My agent wanted me to think of another biography I could write that wouldn’t be so ‘controversial’. Bernardine had been an acquaintance of Gertrude Stein, so after some brainstorming, we came up with an idea of a book exploring how Gertrude Stein survived World War II as a Jewish American lesbian in occupied France. I was sad to leave Golda, but hoped I could bring her back after selling the Gertrude biography.
Before I could finish my proposal, however, my agent left her job and I was passed on to another agent. I wondered whether a fresh start might be just what I needed. Perhaps now I’d have a chance to bring back Golda. I explained my ordeal to my now third agent. Like her predecessor, she too, felt Gertrude’s biography would be more marketable for the time being.
My agent emailed me over the summer of 2025 to say that my Gertrude proposal was ready to go on submission, but after much thought she couldn’t champion my career. My stomach fell as I read her next sentence that informed me that this email was serving as a termination of my contract with the agency. Had she seen my recent social media posts? Did her agency think I was a liability because I posted in support of Israeli hostages? Was this the real reason they didn’t want to represent my Golda biography? I have no hard evidence for my suspicions, but have heard first-hand from three other Jewish writers that their agents recently terminated their contracts using the same phrase—“cannot champion your career”. And, of course, the current anti-Israel climate in the publishing industry also makes my guess feel plausible…

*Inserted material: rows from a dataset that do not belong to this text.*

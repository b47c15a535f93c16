use crate::error::Classify;
use crate::registry::DeviceSession;
use crate::sdk::CameraSdk;
use crate::types::{FrameInfo, PixelFormat};
use crate::{CameraError, Result};

impl<S: CameraSdk> DeviceSession<S> {
    /// Grab one frame and convert it into `dst`.
    ///
    /// Waits at most `timeout_ms` for a buffer; a timeout or acquisition error
    /// is returned as is, with nothing to release. Otherwise the buffer is
    /// checked against `dst`, converted to `format`, and handed back to the
    /// SDK exactly once whatever happened in between. The first error wins.
    pub fn acquire_frame(
        &self,
        timeout_ms: u32,
        format: PixelFormat,
        dst: &mut [u8],
    ) -> Result<FrameInfo> {
        let sdk = self.sdk();
        let handle = self.raw();
        let frame = sdk.acquire_frame(handle, timeout_ms).classify()?;
        let info = sdk.frame_info(&frame);
        log::trace!(
            "Frame {}x{} type 0x{:08X} ({} bytes)",
            info.width,
            info.height,
            info.pixel_type,
            info.len
        );

        let required = info.converted_len(format);
        let converted = if dst.len() < required {
            Err(CameraError::BufferTooSmall {
                required,
                capacity: dst.len(),
            })
        } else {
            sdk.convert_frame(handle, &frame, format, dst).classify()
        };

        let released = sdk.release_frame(handle, frame).classify();
        if let Err(e) = &released {
            log::warn!("Failed to release frame buffer: {}", e);
        }

        converted.and(released).map(|()| info)
    }
}

#[cfg(test)]
mod tests {
    use super::*;
    use crate::config::Config;
    use crate::sim::{Call, Op, SimSdk, E_ACCESS, E_NODATA, E_PARAMETER};
    use std::sync::Arc;

    const WAIT: u32 = 100;

    fn open(sdk: SimSdk) -> (Arc<SimSdk>, DeviceSession<SimSdk>) {
        let sdk = Arc::new(sdk);
        sdk.initialize().unwrap();
        let session = DeviceSession::open(Arc::clone(&sdk), &0, &Config::default()).unwrap();
        sdk.clear_calls();
        (sdk, session)
    }

    #[test]
    fn test_acquire_convert_release_in_order() {
        let (sdk, s) = open(SimSdk::with_devices(1));
        let mut buf = vec![0u8; 64 * 48 * 3];

        let info = s.acquire_frame(WAIT, PixelFormat::Rgb8, &mut buf).unwrap();
        assert_eq!((info.width, info.height), (64, 48));
        assert_eq!(
            sdk.calls(),
            vec![
                Call::AcquireFrame { device: 0, timeout_ms: 100 },
                Call::ConvertFrame { device: 0, format: PixelFormat::Rgb8 },
                Call::ReleaseFrame { device: 0 },
            ]
        );
        assert_eq!(sdk.frames_out(), 0);
        // Mono source: every pixel has equal channels.
        assert!(buf.chunks_exact(3).all(|px| px[0] == px[1] && px[1] == px[2]));
    }

    #[test]
    fn test_timeout_skips_convert_and_release() {
        let (sdk, s) = open(SimSdk::with_devices(1));
        sdk.set_frame_size(0, None);
        let mut buf = vec![0u8; 16];

        let err = s.acquire_frame(WAIT, PixelFormat::Bgr8, &mut buf).unwrap_err();
        assert!(err.is_timeout());
        assert_eq!(err, CameraError::Sdk(E_NODATA));
        assert_eq!(sdk.count(Op::ConvertFrame), 0);
        assert_eq!(sdk.count(Op::ReleaseFrame), 0);
    }

    #[test]
    fn test_convert_failure_still_releases() {
        let (sdk, s) = open(SimSdk::with_devices(1));
        sdk.fail(Op::ConvertFrame, None, E_PARAMETER);
        let mut buf = vec![0u8; 64 * 48 * 3];

        let err = s.acquire_frame(WAIT, PixelFormat::Bgr8, &mut buf).unwrap_err();
        assert_eq!(err, CameraError::Sdk(E_PARAMETER));
        let ops: Vec<Op> = sdk.calls().iter().map(Call::op).collect();
        assert_eq!(ops, vec![Op::AcquireFrame, Op::ConvertFrame, Op::ReleaseFrame]);
        assert_eq!(sdk.frames_out(), 0);
    }

    #[test]
    fn test_first_error_wins_over_release_error() {
        let (sdk, s) = open(SimSdk::with_devices(1));
        sdk.fail(Op::ConvertFrame, None, E_PARAMETER);
        sdk.fail(Op::ReleaseFrame, None, E_ACCESS);
        let mut buf = vec![0u8; 64 * 48 * 3];
        assert_eq!(
            s.acquire_frame(WAIT, PixelFormat::Bgr8, &mut buf),
            Err(CameraError::Sdk(E_PARAMETER))
        );
    }

    #[test]
    fn test_release_error_reported_after_clean_convert() {
        let (sdk, s) = open(SimSdk::with_devices(1));
        sdk.fail(Op::ReleaseFrame, None, E_ACCESS);
        let mut buf = vec![0u8; 64 * 48 * 3];
        assert_eq!(
            s.acquire_frame(WAIT, PixelFormat::Bgr8, &mut buf),
            Err(CameraError::Sdk(E_ACCESS))
        );
    }

    #[test]
    fn test_small_buffer_is_rejected_before_convert() {
        let (sdk, s) = open(SimSdk::with_devices(1));
        let mut buf = vec![0u8; 64 * 48];

        assert_eq!(
            s.acquire_frame(WAIT, PixelFormat::Bgr8, &mut buf),
            Err(CameraError::BufferTooSmall {
                required: 64 * 48 * 3,
                capacity: 64 * 48
            })
        );
        assert_eq!(sdk.count(Op::ConvertFrame), 0);
        assert_eq!(sdk.count(Op::ReleaseFrame), 1);
    }
}
impl<S: CameraSdk> CameraSlot<S> {
    pub const fn new() -> Self {
        Self {
            inner: Mutex::new(None),
        }
    }

    fn lock(&self) -> MutexGuard<'_, Option<Cameras<S>>> {
        self.inner.lock().unwrap_or_else(|poisoned| poisoned.into_inner())
    }

    fn with<T>(&self, f: impl FnOnce(&mut Cameras<S>) -> Result<T>) -> Result<T> {
        match self.lock().as_mut() {
            Some(cams) => f(cams),
            None => Err(CameraError::NotInitialized),
        }
    }

    /// Initialize, creating the instance with `make` on first use.
    pub fn init(&self, make: impl FnOnce() -> Cameras<S>) -> ApiOutcome {
        let mut slot = self.lock();
        let cams = slot.get_or_insert_with(make);
        (&cams.initialize()).into()
    }

    pub fn finalize(&self) -> ApiOutcome {
        (&self.with(|cams| cams.finalize())).into()
    }

    /// # Safety
    /// `device_num` must be null or valid for writes.
    pub unsafe fn enumerate(&self, device_num: *mut u32) -> ApiOutcome {
        let result = self.with(|cams| cams.enumerate_devices()).map(|count| {
            if !device_num.is_null() {
                device_num.write(count as u32);
            }
        });
        (&result).into()
    }

    /// Look up `name`, run `get`, and write its result to `out`.
    ///
    /// # Safety
    /// `name` must be null or a null-terminated string; `out` must be null
    /// or valid for writes.
    unsafe fn get_into<T>(
        &self,
        cam_idx: u32,
        name: *const c_char,
        out: *mut T,
        get: impl FnOnce(&Cameras<S>, usize, &str) -> Result<T>,
    ) -> ApiOutcome {
        let result = self.with(|cams| {
            // The index is checked before the name is even looked at.
            cams.device(cam_idx as usize)?;
            if out.is_null() {
                return Err(CameraError::InvalidArgument("null output pointer".into()));
            }
            let name = c_str(name)?;
            let value = get(&*cams, cam_idx as usize, name)?;
            out.write(value);
            Ok(())
        });
        (&result).into()
    }

    /// # Safety
    /// See [`CameraSlot::get_into`].
    pub unsafe fn get_int(&self, cam_idx: u32, name: *const c_char, out: *mut IntParamInfo) -> ApiOutcome {
        self.get_into(cam_idx, name, out, |c, i, n| c.get_int(i, n))
    }

    /// # Safety
    /// See [`CameraSlot::get_into`].
    pub unsafe fn get_float(&self, cam_idx: u32, name: *const c_char, out: *mut FloatParamInfo) -> ApiOutcome {
        self.get_into(cam_idx, name, out, |c, i, n| c.get_float(i, n))
    }

    /// # Safety
    /// See [`CameraSlot::get_into`].
    pub unsafe fn get_bool(&self, cam_idx: u32, name: *const c_char, out: *mut bool) -> ApiOutcome {
        self.get_into(cam_idx, name, out, |c, i, n| c.get_bool(i, n))
    }

    /// # Safety
    /// See [`CameraSlot::get_into`].
    pub unsafe fn get_string(
        &self,
        cam_idx: u32,
        name: *const c_char,
        out: *mut CStringParamInfo,
    ) -> ApiOutcome {
        self.get_into(cam_idx, name, out, |c, i, n| {
            string_param_to_c(&c.get_string(i, n)?, &mut HeapCStr)
        })
    }

    /// # Safety
    /// See [`CameraSlot::get_into`].
    pub unsafe fn get_enum(
        &self,
        cam_idx: u32,
        name: *const c_char,
        out: *mut CEnumStringList,
    ) -> ApiOutcome {
        self.get_into(cam_idx, name, out, |c, i, n| {
            enum_list_to_c(&c.get_enum(i, n)?, &mut HeapCStr)
        })
    }

    /// Validate the index, convert `name`, and run `set`.
    ///
    /// # Safety
    /// `name` must be null or a null-terminated string.
    pub unsafe fn set_with(
        &self,
        cam_idx: u32,
        name: *const c_char,
        set: impl FnOnce(&Cameras<S>, usize, &str) -> Result<()>,
    ) -> ApiOutcome {
        let result = self.with(|cams| {
            cams.device(cam_idx as usize)?;
            let name = c_str(name)?;
            set(&*cams, cam_idx as usize, name)
        });
        (&result).into()
    }

    /// Grab one frame into `mem[..buffer_size]`; `info` may be null.
    ///
    /// # Safety
    /// `mem` must be valid for `buffer_size` bytes of writes; `info` must be
    /// null or valid for writes.
    pub unsafe fn get_frame(
        &self,
        cam_idx: u32,
        mem: *mut u8,
        buffer_size: u32,
        info: *mut FrameInfo,
    ) -> ApiOutcome {
        let result = self.with(|cams| {
            cams.device(cam_idx as usize)?;
            if mem.is_null() {
                return Err(CameraError::InvalidArgument("null frame buffer".into()));
            }
            let dst = std::slice::from_raw_parts_mut(mem, buffer_size as usize);
            let frame = cams.acquire_frame(cam_idx as usize, dst)?;
            if !info.is_null() {
                info.write(frame);
            }
            Ok(())
        });
        (&result).into()
    }
}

After a dozen years, I was un-agented. I went to my website and instead of changing the names after “Rep’d by…”, I took that whole line down.
I had never given up on my Golda Meir biography, if only in my thoughts as I was working on the Gertrude Stein proposal. I needed to give Golda a try. I couldn’t think of any other topic I cared so much about, and I also had never spoken with anyone who thought this American part of Golda’s life was a bad idea. If anything, they wanted to know more. So I returned to Golda, determined to see this book in print.
I looked for another agent over the summer of 2025, to no avail. So I took control and pitched Golda’s story to university presses on my own until my dream publisher—the University of Wisconsin Press—said yes. They have a Jewish Studies series and a regional Wisconsin series. Golda fits both. And my editor there had edited an Abba Eban biography at another press. I was over the moon when he said yes. As it stands today, I will turn in the completed manuscript by this July to start the peer review process.
I have to wonder if nowadays many publishing professionals are self-censoring because they think they will find opposition if they represent books by Jewish authors, especially the ones that deal with Israel? Not a few literati speak up against book bans and censorship, but if there’s gatekeeping before manuscripts and book proposals even get to editors, isn’t that a form of censorship by the same people who are supposed to foster critical thinking? The answer to this absurd situation, I think, is to continue writing. Jewish books are still being published, including the ones about Israel and October 7. In hindsight, how happy I am that I persevered with Golda.
Susan Blumberg-Kason is the author of Bernardine’s Shanghai Salon: The Story of the Doyenne of Old China (Post Hill Press), a 2023 Zibby Awards finalist. She is also the author of Good Chinese Wife: A Love Affair with China Gone Wrong (Sourcebooks) and the 2024 Zibby Awards winner When Friends Come From Afar: The Remarkable Story of Bernie Wong and Chicago’s Chinese American Service League (University of Illinois Press). She is the co-editor of Hong Kong Noir (Akashic Books) and a regular contributor to the Asian Review of Books, Cha: An Asian Literary Review and World Literature Today.